Task:
The lines from the start of the data through the line containing "for this embedder" are to be reproduced exactly, both ends included.

*** Opening Records provided ***

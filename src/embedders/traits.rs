//! Embedder trait abstraction
//!
//! Defines the embedding-provider capability the search engine is
//! polymorphic over: text, image and fused text+image encoding, each
//! returning an embedding matrix aligned to input order.

use anyhow::{bail, Result};
use serde::{Deserialize, Serialize};

/// Ordered embedding matrix: one row per input item, row order matches the
/// item order that produced it.
pub type EmbeddingMatrix = Vec<Vec<f32>>;

/// A batch of loaded image payloads, aligned to item order within the batch.
#[derive(Debug, Clone, Default)]
pub struct ImageBatch {
    pub images: Vec<Vec<u8>>,
}

impl ImageBatch {
    pub fn len(&self) -> usize {
        self.images.len()
    }

    pub fn is_empty(&self) -> bool {
        self.images.is_empty()
    }
}

/// Configuration for an embedder backend.
#[derive(Debug, Clone, Serialize, Deserialize)]
pub struct EmbedderConfig {
    /// Human-readable name for this configuration
    pub name: String,
    /// Backend type (e.g. fastembed)
    pub backend: String,
    /// Model identifier
    pub model: String,
    /// Vector dimensions
    pub dimensions: usize,
}

/// Unified trait for embedding backends.
///
/// The search engine calls exactly one of the three encode paths per
/// collection, selected by the collection's modality tag. Backends that only
/// cover a subset of modalities keep the default implementations, which fail
/// with a backend-capability error.
#[async_trait::async_trait]
pub trait Embedder: Send + Sync {
    /// Get the configuration for this embedder
    fn config(&self) -> &EmbedderConfig;

    /// Get the name of this embedder configuration
    fn name(&self) -> &str {
        &self.config().name
    }

    /// Get the vector dimensions produced by this embedder
    fn dimensions(&self) -> usize {
        self.config().dimensions
    }

    /// Embed a slice of texts; rows align to input order.
    async fn embed_texts(&self, texts: &[String], batch_size: usize) -> Result<EmbeddingMatrix>;

    /// Embed pre-loaded image batches; rows align to the concatenated batch
    /// order.
    async fn embed_images(
        &self,
        batches: &[ImageBatch],
        batch_size: usize,
    ) -> Result<EmbeddingMatrix> {
        let _ = (batches, batch_size);
        bail!("backend `{}` does not support image inputs", self.name())
    }

    /// Embed joint text+image inputs; `texts` and the concatenated `batches`
    /// describe the same items in the same order.
    async fn embed_fused(
        &self,
        texts: &[String],
        batches: &[ImageBatch],
        batch_size: usize,
    ) -> Result<EmbeddingMatrix> {
        let _ = (texts, batches, batch_size);
        bail!(
            "backend `{}` does not support fused text+image inputs",
            self.name()
        )
    }
}

#[cfg(test)]
mod tests {
    use super::*;

    struct TextOnly {
        config: EmbedderConfig,
    }

    #[async_trait::async_trait]
    impl Embedder for TextOnly {
        fn config(&self) -> &EmbedderConfig {
            &self.config
        }

        async fn embed_texts(
            &self,
            texts: &[String],
            _batch_size: usize,
        ) -> Result<EmbeddingMatrix> {
            Ok(texts.iter().map(|_| vec![0.0, 1.0]).collect())
        }
    }

    #[tokio::test]
    async fn image_paths_default_to_unsupported() {
        let backend = TextOnly {
            config: EmbedderConfig {
                name: "text-only".into(),
                backend: "mock".into(),
                model: "mock".into(),
                dimensions: 2,
            },
        };
        let err = backend.embed_images(&[], 8).await.unwrap_err();
        assert!(err.to_string().contains("does not support image inputs"));
        let err = backend.embed_fused(&[], &[], 8).await.unwrap_err();
        assert!(err.to_string().contains("fused"));
    }
}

*** Closing Records provided ***

Answer to this task:
filename src/embedders/traits.rs
//! Embedder trait abstraction
//!
//! Defines the embedding-provider capability the search engine is
//! polymorphic over: text, image and fused text+image encoding, each
//! returning an embedding matrix aligned to input order.

use anyhow::{bail, Result};
use serde::{Deserialize, Serialize};

/// Ordered embedding matrix: one row per input item, row order matches the
/// item order that produced it.
pub type EmbeddingMatrix = Vec<Vec<f32>>;

/// A batch of loaded image payloads, aligned to item order within the batch.
#[derive(Debug, Clone, Default)]
pub struct ImageBatch {
    pub images: Vec<Vec<u8>>,
}

impl ImageBatch {
    pub fn len(&self) -> usize {
        self.images.len()
    }

    pub fn is_empty(&self) -> bool {
        self.images.is_empty()
    }
}

/// Configuration for an embedder backend.
#[derive(Debug, Clone, Serialize, Deserialize)]
pub struct EmbedderConfig {
    /// Human-readable name for this configuration
    pub name: String,
    /// Backend type (e.g. fastembed)
    pub backend: String,
    /// Model identifier
    pub model: String,
    /// Vector dimensions
    pub dimensions: usize,
}

/// Unified trait for embedding backends.
///
/// The search engine calls exactly one of the three encode paths per
/// collection, selected by the collection's modality tag. Backends that only
/// cover a subset of modalities keep the default implementations, which fail
/// with a backend-capability error.
#[async_trait::async_trait]
pub trait Embedder: Send + Sync {
    /// Get the configuration for this embedder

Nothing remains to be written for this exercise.